RNase R and Actinomycin D Treatment
In order to detect circRNA stability, RNase R and actinomycin D treatment assays were performed. First, for the RNase R assay, 2 μg of total RNA was incubated with or without RNase R (3 U/μg, Geneseed Biotech, Guangzhou, China) for 10 min at 37°C. Then, RNA was purified using RNeasy MinElute Cleanup kit (Qiagen, Hilden, Germany). For actinomycin D treatment, DMSO (negative control) or 2 mg/mL actinomycin D (Sigma-Aldrich, St. Louis, MO, USA) was administrated. The RNA expression levels were analyzed by qRT-PCR.
Western Blotting Analysis
GC cells were lysed for protein lysis on ice using radioimmunoprecipitation assay (RIPA) lysis buffer (Dalian Meilun Biotechnology, China) containing protease inhibitor cocktails (Fudebio, Hangzhou, China). Total protein from each sample was separated by SDS-PAGE gels and transferred onto polyvinylidene fluoride (PVDF, 0.22-μm) membranes (Amersham Bioscience, Piscataway, NJ, USA). Subsequently, the PVDF membranes were blocked with skim milk powder (5%) in Tris-buffered saline with Tween 20 (TBST) at room temperature and incubated with primary antibodies (anti-STAT3, anti-HK2, Abcam, 1:1,000) overnight at 4°C. Then, the membranes were washed with TBST and incubated by horseradish peroxidase (HRP)-conjugated secondary antibody (anti-ACTINB). Quantitative analysis of band intensity was determined using ImageJ software.
Proliferation Assay
Cellular proliferation ability was detected using a CCK-8 assay and EdU incorporation assay. For CCK-8, a total of approximately 2 × 103 cells/well were seeded in 96-well plates. After culturing at the indicated times (24, 48, 72, and 96 h), the cellular viability was detected using a CellTiter-Glo luminescent cell viability assay (Promega, Madison, WI, U.S.A.) according to the manufacturer’s instructions. For the EdU incorporation assay, EdU (10 mM) was added to each well and cells were fixed with 4% formaldehyde for 30 min. After washing, EdU was detected with a Click-iT EdU kit, and images were visualized using a fluorescence microscope (Olympus).

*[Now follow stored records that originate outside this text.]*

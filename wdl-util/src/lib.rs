pub mod dimension;
pub mod math;

pub use dimension::Dimension;

/// The minimum number of bits required to give `count` distinct values their own index
#[inline]
pub fn encompassing_bits(count: usize) -> u8 {
    if count <= 1 {
        1
    } else {
        count.ilog2() as u8 + if count.is_power_of_two() { 0 } else { 1 }
    }
}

Glucose Consumption, Lactate Production, and ATP Level Measurement
Briefly, the experimental methods for glucose consumption, lactate production, and ATP level measurement were as previously described.30 Glucose was determined by a glucose assay kit (Sigma, St. Louis, MO, USA). Lactate levels were measured by a lactate colorimetric/fluorometric assay kit (BioVision, Mountain View, CA, USA). ATP level was determined using an ATP determination kit (Thermo Fisher Scientific, Waltham, MA, USA).
ECAR and OCR
ECAR and OCR were determined using a Seahorse XFe96 analyzer (Seahorse Bioscience, Agilent Technologies). The stable transfected cells (1 × 104 cells/well) were seeded into 96-well XF cell culture microplates. After 24 h, the medium was replaced by XF base medium (pH 7.4) containing glucose (10 mM), glutamine (1 mM), 2-deoxyglucose (2-DG) (50 mM), and oligomycin (1 μM). Finally, the ECAR was detected using an XFe96 analyzer (Seahorse Bioscience). For the OCR, cells were respectively treated with oligomycin (1 mM), carbonyl cyanide 4-(trifluoromethoxy)phenylhydrazone (FCCP), and antimycin A (2 mM) and rotenone. The data of ECAR and OCR were measured and normalized to total protein content (milli-pH [mpH]/min).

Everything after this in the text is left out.